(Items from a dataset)
'''

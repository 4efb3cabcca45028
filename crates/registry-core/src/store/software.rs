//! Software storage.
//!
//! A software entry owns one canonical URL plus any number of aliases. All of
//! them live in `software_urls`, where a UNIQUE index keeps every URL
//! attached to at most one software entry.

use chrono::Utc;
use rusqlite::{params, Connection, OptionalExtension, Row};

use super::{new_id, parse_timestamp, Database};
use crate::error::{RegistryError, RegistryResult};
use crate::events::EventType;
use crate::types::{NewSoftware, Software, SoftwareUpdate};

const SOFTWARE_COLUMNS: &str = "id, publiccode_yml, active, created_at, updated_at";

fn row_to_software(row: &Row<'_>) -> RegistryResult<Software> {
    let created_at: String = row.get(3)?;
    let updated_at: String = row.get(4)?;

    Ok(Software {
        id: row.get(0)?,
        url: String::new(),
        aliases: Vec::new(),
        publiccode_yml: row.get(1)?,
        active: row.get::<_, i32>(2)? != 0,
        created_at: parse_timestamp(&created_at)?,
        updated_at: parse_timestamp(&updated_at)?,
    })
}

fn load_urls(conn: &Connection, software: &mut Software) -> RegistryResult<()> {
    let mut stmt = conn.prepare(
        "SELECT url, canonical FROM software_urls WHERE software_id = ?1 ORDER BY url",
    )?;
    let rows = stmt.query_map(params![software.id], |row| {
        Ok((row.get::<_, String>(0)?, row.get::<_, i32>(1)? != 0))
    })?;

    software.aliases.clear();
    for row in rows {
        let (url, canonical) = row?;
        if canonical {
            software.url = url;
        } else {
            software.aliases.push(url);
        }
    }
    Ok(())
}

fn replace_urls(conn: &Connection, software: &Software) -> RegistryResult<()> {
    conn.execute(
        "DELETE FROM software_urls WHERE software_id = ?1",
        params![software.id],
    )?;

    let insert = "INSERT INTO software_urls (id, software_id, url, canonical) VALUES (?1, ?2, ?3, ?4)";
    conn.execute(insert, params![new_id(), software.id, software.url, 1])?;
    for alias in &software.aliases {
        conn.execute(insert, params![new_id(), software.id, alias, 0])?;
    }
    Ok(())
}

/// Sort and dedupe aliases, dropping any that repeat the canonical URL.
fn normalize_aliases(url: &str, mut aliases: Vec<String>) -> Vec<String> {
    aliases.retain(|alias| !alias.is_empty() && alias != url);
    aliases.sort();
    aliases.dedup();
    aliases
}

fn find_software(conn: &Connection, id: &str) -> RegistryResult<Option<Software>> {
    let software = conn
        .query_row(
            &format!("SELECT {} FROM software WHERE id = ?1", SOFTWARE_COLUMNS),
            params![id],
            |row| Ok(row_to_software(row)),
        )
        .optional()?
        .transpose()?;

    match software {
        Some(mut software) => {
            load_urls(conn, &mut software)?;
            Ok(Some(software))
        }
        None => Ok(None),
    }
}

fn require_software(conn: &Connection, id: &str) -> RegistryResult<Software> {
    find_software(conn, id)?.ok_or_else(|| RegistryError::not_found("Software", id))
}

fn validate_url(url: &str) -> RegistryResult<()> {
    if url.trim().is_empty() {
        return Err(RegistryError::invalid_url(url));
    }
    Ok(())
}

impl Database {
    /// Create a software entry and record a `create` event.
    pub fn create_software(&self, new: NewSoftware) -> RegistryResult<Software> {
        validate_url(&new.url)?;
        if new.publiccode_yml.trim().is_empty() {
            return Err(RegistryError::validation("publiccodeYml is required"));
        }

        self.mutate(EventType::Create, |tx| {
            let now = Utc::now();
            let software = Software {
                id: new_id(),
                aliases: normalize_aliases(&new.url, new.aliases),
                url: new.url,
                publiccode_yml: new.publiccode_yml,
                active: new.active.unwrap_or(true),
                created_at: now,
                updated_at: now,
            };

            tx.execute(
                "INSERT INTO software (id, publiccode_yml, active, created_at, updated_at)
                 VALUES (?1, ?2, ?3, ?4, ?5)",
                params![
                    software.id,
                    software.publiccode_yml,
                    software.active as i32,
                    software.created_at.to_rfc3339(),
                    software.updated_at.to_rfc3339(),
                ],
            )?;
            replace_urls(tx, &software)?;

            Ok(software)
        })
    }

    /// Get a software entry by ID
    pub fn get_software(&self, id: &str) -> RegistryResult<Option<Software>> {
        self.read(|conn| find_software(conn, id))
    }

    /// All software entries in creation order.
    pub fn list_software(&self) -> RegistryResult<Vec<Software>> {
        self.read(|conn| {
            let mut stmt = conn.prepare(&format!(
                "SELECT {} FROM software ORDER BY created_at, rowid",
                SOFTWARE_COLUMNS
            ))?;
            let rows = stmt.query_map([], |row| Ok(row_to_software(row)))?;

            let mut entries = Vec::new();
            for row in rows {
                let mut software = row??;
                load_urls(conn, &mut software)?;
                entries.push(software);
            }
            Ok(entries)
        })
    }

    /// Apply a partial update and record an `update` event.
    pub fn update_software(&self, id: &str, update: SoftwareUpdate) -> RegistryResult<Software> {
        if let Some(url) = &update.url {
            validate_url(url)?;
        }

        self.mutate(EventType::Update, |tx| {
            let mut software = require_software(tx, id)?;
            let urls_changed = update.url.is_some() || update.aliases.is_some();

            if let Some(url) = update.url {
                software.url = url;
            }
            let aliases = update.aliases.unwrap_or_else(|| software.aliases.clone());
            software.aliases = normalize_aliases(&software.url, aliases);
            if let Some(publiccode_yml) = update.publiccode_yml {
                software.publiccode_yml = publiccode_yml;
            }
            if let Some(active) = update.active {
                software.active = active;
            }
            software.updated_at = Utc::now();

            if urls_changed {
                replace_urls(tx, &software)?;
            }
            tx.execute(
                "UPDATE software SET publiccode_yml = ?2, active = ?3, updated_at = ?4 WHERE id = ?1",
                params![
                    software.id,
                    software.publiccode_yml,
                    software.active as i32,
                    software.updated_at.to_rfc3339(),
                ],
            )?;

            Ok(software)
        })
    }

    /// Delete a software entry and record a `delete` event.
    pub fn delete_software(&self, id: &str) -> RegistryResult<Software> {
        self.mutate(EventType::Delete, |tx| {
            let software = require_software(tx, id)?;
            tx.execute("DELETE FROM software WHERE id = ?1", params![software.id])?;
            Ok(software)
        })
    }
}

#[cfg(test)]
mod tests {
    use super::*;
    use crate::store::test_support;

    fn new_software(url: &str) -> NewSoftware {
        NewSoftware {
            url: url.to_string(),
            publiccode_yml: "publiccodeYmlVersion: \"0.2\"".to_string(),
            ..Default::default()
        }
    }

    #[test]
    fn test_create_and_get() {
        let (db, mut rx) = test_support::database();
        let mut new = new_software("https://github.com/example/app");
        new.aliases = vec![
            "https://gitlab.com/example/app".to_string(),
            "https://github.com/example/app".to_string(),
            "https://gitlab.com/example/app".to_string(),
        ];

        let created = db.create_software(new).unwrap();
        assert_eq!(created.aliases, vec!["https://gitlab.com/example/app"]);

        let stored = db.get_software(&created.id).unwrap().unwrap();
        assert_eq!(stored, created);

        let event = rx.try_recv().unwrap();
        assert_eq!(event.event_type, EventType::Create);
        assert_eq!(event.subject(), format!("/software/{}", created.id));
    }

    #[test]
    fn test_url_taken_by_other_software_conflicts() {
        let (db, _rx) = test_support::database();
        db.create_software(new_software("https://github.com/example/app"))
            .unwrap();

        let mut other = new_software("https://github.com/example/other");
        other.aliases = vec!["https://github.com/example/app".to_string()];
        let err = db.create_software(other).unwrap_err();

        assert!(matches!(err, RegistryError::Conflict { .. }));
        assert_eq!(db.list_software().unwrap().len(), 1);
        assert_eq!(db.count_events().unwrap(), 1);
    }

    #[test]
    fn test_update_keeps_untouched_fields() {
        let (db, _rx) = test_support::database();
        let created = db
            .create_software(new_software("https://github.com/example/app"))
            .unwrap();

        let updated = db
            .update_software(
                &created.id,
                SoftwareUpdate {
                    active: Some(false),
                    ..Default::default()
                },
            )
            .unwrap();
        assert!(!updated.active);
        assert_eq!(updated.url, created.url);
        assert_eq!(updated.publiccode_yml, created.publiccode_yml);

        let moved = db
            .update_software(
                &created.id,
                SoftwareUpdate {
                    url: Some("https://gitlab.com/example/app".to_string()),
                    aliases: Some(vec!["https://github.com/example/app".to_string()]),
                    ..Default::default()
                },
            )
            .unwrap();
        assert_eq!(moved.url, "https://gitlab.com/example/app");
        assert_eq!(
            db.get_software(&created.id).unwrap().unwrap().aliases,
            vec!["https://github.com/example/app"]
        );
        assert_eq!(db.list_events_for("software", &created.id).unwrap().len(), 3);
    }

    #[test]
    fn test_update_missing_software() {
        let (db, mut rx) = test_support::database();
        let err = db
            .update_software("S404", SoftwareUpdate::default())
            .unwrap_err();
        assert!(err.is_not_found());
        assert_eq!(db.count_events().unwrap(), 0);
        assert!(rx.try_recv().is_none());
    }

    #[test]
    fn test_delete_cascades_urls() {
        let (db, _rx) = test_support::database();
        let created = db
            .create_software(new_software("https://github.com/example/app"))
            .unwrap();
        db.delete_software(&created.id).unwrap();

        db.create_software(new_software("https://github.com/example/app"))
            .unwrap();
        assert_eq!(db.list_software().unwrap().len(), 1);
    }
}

'''

- Action item -
Would you please copy exactly the part of the entries above that begins at the line containing "url, canonical FROM" and ends at the line containing "validate_url(&new.url)?;", both lines included?

- Task solution -
        "SELECT url, canonical FROM software_urls WHERE software_id = ?1 ORDER BY url",
    )?;
    let rows = stmt.query_map(params![software.id], |row| {
        Ok((row.get::<_, String>(0)?, row.get::<_, i32>(1)? != 0))
    })?;

    software.aliases.clear();
    for row in rows {
        let (url, canonical) = row?;
        if canonical {
            software.url = url;
        } else {
            software.aliases.push(url);
        }
    }
    Ok(())
}

fn replace_urls(conn: &Connection, software: &Software) -> RegistryResult<()> {
    conn.execute(
        "DELETE FROM software_urls WHERE software_id = ?1",
        params![software.id],
    )?;

    let insert = "INSERT INTO software_urls (id, software_id, url, canonical) VALUES (?1, ?2, ?3, ?4)";
    conn.execute(insert, params![new_id(), software.id, software.url, 1])?;
    for alias in &software.aliases {
        conn.execute(insert, params![new_id(), software.id, alias, 0])?;
    }
    Ok(())
}

/// Sort and dedupe aliases, dropping any that repeat the canonical URL.
fn normalize_aliases(url: &str, mut aliases: Vec<String>) -> Vec<String> {
    aliases.retain(|alias| !alias.is_empty() && alias != url);
    aliases.sort();
    aliases.dedup();
    aliases
}

fn find_software(conn: &Connection, id: &str) -> RegistryResult<Option<Software>> {
    let software = conn
        .query_row(
            &format!("SELECT {} FROM software WHERE id = ?1", SOFTWARE_COLUMNS),
            params![id],
            |row| Ok(row_to_software(row)),
        )
        .optional()?
        .transpose()?;

    match software {
        Some(mut software) => {
            load_urls(conn, &mut software)?;
            Ok(Some(software))
        }
        None => Ok(None),
    }
}

fn require_software(conn: &Connection, id: &str) -> RegistryResult<Software> {
    find_software(conn, id)?.ok_or_else(|| RegistryError::not_found("Software", id))
}

fn validate_url(url: &str) -> RegistryResult<()> {
    if url.trim().is_empty() {
        return Err(RegistryError::invalid_url(url));
    }
    Ok(())
}

impl Database {
    /// Create a software entry and record a `create` event.
    pub fn create_software(&self, new: NewSoftware) -> RegistryResult<Software> {
        validate_url(&new.url)?;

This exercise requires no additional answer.